On 06/07/09 13:58, Daniel J Walsh wrote:
On 07/03/2009 02:21 AM, Allen Kistler wrote:Since F7, I've started stunnel as a daemon from an init script. In F11, I'm confining it using SELinux, instead of just letting it run as initrc_t. However, I've got two questions. First: I think at some point, it might be worth submitting what I've done as an enhancement, minor though it may be, to stunnel. In my case, I use stunnel to establish an SSL tunnel to my ISP's smtps port from sendmail. Since I bind stunnel locally to tcp/465, I can't define stunnel_port_t (the pre-existing label for whatever port the end user chooses to use) as tcp/465 because tcp/465 is already labeled as smtp_port_t. What I've done is: bool stunnel_can_sendmail false; if (stunnel_can_sendmail) { allow stunnel_t smtp_port_t : tcp_socket name_bind; }; Does this seem the most reasonable way to do things with ports already labeled? For a more general policy, that would mean a Boolean for every port label. Hmm.... Second: What's the syntax in the TE file to get descriptive text attached to a Boolean declaration? Right now I get: # semanage boolean -l | grep stunnel_can_sendmail stunnel_can_sendmail -> on stunnel_can_sendmail But I'd prefer something more informative and cosmetically pleasing like: # semanage boolean -l | grep xen_use_nfs xen_use_nfs -> off Allow xen to manage nfs files Thanks for any info and assistance. -- fedora-selinux-list mailing list fedora-selinux-list@xxxxxxxxxx https://www.redhat.com/mailman/listinfo/fedora-selinux-listIf stunnel has to connect to random ports I would prefer you just allow it to connect to all ports, So stunnnel_connect_all_ports as a boolean. That way we don't end up adding a boolean for every named port that someone could ever allow. Not as Minimum privs as many would like, but better for the masses.

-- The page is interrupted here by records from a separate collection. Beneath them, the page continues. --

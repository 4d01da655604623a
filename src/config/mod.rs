//! Configuration module for Workboard.
//!
//! Loads configuration from environment variables.

use std::env;
use std::path::PathBuf;
use std::str::FromStr;
use std::time::Duration;

use thiserror::Error;

use crate::cache::CacheConfig;

/// Errors raised while loading configuration.
#[derive(Debug, Error)]
pub enum ConfigError {
    #[error("{0} must be set")]
    Missing(&'static str),

    #[error("{var} has an invalid value '{value}': {reason}")]
    Invalid {
        var: &'static str,
        value: String,
        reason: String,
    },
}

/// Application configuration
#[derive(Debug, Clone)]
pub struct Config {
    // MongoDB
    pub mongodb_uri: String,
    pub mongodb_database: String,

    // Cache
    /// Root of the durable tiers
    pub cache_dir: PathBuf,
    /// When false the cache runs memory-only
    pub cache_durable: bool,
    pub cache_default_ttl: Duration,
    pub cache_memory_capacity: u64,
    pub cache_durable_timeout: Duration,
    pub cache_scalar_quota_bytes: usize,
    /// Period of the expired-entry sweep
    pub cache_sweep_interval: Duration,

    // Listeners
    /// Minimum interval between UI notifications per listener
    pub listener_throttle: Duration,
}

impl Config {
    /// Load configuration from environment variables.
    ///
    /// # Errors
    /// Returns an error if `MONGODB_URI` is not set or a value is malformed.
    pub fn from_env() -> Result<Self, ConfigError> {
        dotenvy::dotenv().ok();
        Self::from_lookup(|var| env::var(var).ok())
    }

    fn from_lookup(lookup: impl Fn(&str) -> Option<String>) -> Result<Self, ConfigError> {
        let var = |name: &str| lookup(name).map(|v| v.trim().to_string()).filter(|v| !v.is_empty());

        let mongodb_uri = var("MONGODB_URI").ok_or(ConfigError::Missing("MONGODB_URI"))?;

        Ok(Self {
            mongodb_uri,
            mongodb_database: var("MONGODB_DATABASE").unwrap_or_else(|| "workboard".to_string()),
            cache_dir: var("CACHE_DIR")
                .map(PathBuf::from)
                .unwrap_or_else(|| PathBuf::from("./cache")),
            cache_durable: parse_bool("CACHE_DURABLE", var("CACHE_DURABLE"), true)?,
            cache_default_ttl: Duration::from_millis(parse("CACHE_DEFAULT_TTL_MS", var("CACHE_DEFAULT_TTL_MS"), 300_000)?),
            cache_memory_capacity: parse("CACHE_MEMORY_CAPACITY", var("CACHE_MEMORY_CAPACITY"), 10_000)?,
            cache_durable_timeout: Duration::from_millis(parse(
                "CACHE_DURABLE_TIMEOUT_MS",
                var("CACHE_DURABLE_TIMEOUT_MS"),
                250,
            )?),
            cache_scalar_quota_bytes: parse("CACHE_SCALAR_QUOTA_BYTES", var("CACHE_SCALAR_QUOTA_BYTES"), 5 * 1024 * 1024)?,
            cache_sweep_interval: Duration::from_secs(parse_positive(
                "CACHE_SWEEP_INTERVAL_SECS",
                var("CACHE_SWEEP_INTERVAL_SECS"),
                60,
            )?),
            listener_throttle: Duration::from_millis(parse("LISTENER_THROTTLE_MS", var("LISTENER_THROTTLE_MS"), 1_000)?),
        })
    }

    /// Store configuration derived from the cache settings.
    pub fn cache_config(&self) -> CacheConfig {
        let config = CacheConfig::with_capacity(self.cache_memory_capacity)
            .default_ttl(self.cache_default_ttl)
            .durable_timeout(self.cache_durable_timeout)
            .scalar_quota(self.cache_scalar_quota_bytes);

        if self.cache_durable {
            config.durable_dir(&self.cache_dir)
        } else {
            config
        }
    }
}

fn parse<T>(name: &'static str, value: Option<String>, default: T) -> Result<T, ConfigError>
where
    T: FromStr,
    T::Err: std::fmt::Display,
{
    match value {
        None => Ok(default),
        Some(raw) => {
            let parsed = raw.parse::<T>();
            parsed.map_err(|e| ConfigError::Invalid {
                var: name,
                reason: e.to_string(),
                value: raw,
            })
        }
    }
}

/// Like [`parse`], but zero is rejected.
fn parse_positive(name: &'static str, value: Option<String>, default: u64) -> Result<u64, ConfigError> {
    match parse(name, value, default)? {
        0 => Err(ConfigError::Invalid {
            var: name,
            value: "0".to_string(),
            reason: "must be greater than zero".to_string(),
        }),
        n => Ok(n),
    }
}

fn parse_bool(name: &'static str, value: Option<String>, default: bool) -> Result<bool, ConfigError> {
    let lowered = value.as_deref().map(str::to_lowercase);
    match lowered.as_deref() {
        None => Ok(default),
        Some("1" | "true" | "yes" | "on") => Ok(true),
        Some("0" | "false" | "no" | "off") => Ok(false),
        Some(_) => Err(ConfigError::Invalid {
            var: name,
            value: value.unwrap_or_default(),
            reason: "expected true or false".to_string(),
        }),
    }
}

#[cfg(test)]
mod tests {
    use super::*;
    use std::collections::HashMap;

    fn load(vars: &[(&str, &str)]) -> Result<Config, ConfigError> {
        let vars: HashMap<String, String> = vars
            .iter()
            .map(|(k, v)| (k.to_string(), v.to_string()))
            .collect();
        Config::from_lookup(|name| vars.get(name).cloned())
    }

    #[test]
    fn test_defaults() {
        let config = load(&[("MONGODB_URI", "mongodb://localhost:27017")]).unwrap();

        assert_eq!(config.mongodb_database, "workboard");
        assert_eq!(config.cache_dir, PathBuf::from("./cache"));
        assert!(config.cache_durable);
        assert_eq!(config.cache_default_ttl, Duration::from_millis(300_000));
        assert_eq!(config.cache_memory_capacity, 10_000);
        assert_eq!(config.cache_durable_timeout, Duration::from_millis(250));
        assert_eq!(config.cache_scalar_quota_bytes, 5_242_880);
        assert_eq!(config.cache_sweep_interval, Duration::from_secs(60));
        assert_eq!(config.listener_throttle, Duration::from_secs(1));
    }

    #[test]
    fn test_missing_uri() {
        let err = load(&[]).unwrap_err();
        assert!(matches!(err, ConfigError::Missing("MONGODB_URI")));
        assert!(load(&[("MONGODB_URI", "  ")]).is_err());
    }

    #[test]
    fn test_overrides() {
        let config = load(&[
            ("MONGODB_URI", "mongodb://db"),
            ("MONGODB_DATABASE", "ops"),
            ("CACHE_DURABLE", "off"),
            ("CACHE_DEFAULT_TTL_MS", "1000"),
            ("LISTENER_THROTTLE_MS", "250"),
        ])
        .unwrap();

        assert_eq!(config.mongodb_database, "ops");
        assert!(!config.cache_durable);
        assert_eq!(config.listener_throttle, Duration::from_millis(250));

        let cache = config.cache_config();
        assert!(cache.durable_dir.is_none());
        assert_eq!(cache.default_ttl, Duration::from_secs(1));
    }

    #[test]
    fn test_invalid_values() {
        let err = load(&[("MONGODB_URI", "mongodb://db"), ("CACHE_MEMORY_CAPACITY", "lots")]).unwrap_err();
        assert!(err.to_string().contains("CACHE_MEMORY_CAPACITY"));

        let err = load(&[("MONGODB_URI", "mongodb://db"), ("CACHE_DURABLE", "maybe")]).unwrap_err();
        assert!(matches!(err, ConfigError::Invalid { var: "CACHE_DURABLE", .. }));
    }

    #[test]
    fn test_zero_sweep_interval_rejected() {
        let err = load(&[("MONGODB_URI", "mongodb://db"), ("CACHE_SWEEP_INTERVAL_SECS", "0")]).unwrap_err();
        assert!(matches!(err, ConfigError::Invalid { var: "CACHE_SWEEP_INTERVAL_SECS", .. }));

        let config = load(&[("MONGODB_URI", "mongodb://db"), ("CACHE_SWEEP_INTERVAL_SECS", "1")]).unwrap();
        assert_eq!(config.cache_sweep_interval, Duration::from_secs(1));
    }

    #[test]
    fn test_durable_dir_follows_cache_dir() {
        let config = load(&[("MONGODB_URI", "mongodb://db"), ("CACHE_DIR", "/var/cache/workboard")]).unwrap();
        assert_eq!(
            config.cache_config().durable_dir,
            Some(PathBuf::from("/var/cache/workboard"))
        );
    }
}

It doesn't just have to *connect* to random ports, it has to *bind* to them. It's a general-purpose wrapper for converting plain text protocols to their SSL-protected versions, which are often found on different ports. So for instance you might have stunnel listening on port 465 for SMTPS and forwarding traffic after decryption to local port 25 (i.e. bind on 465, connect to 25).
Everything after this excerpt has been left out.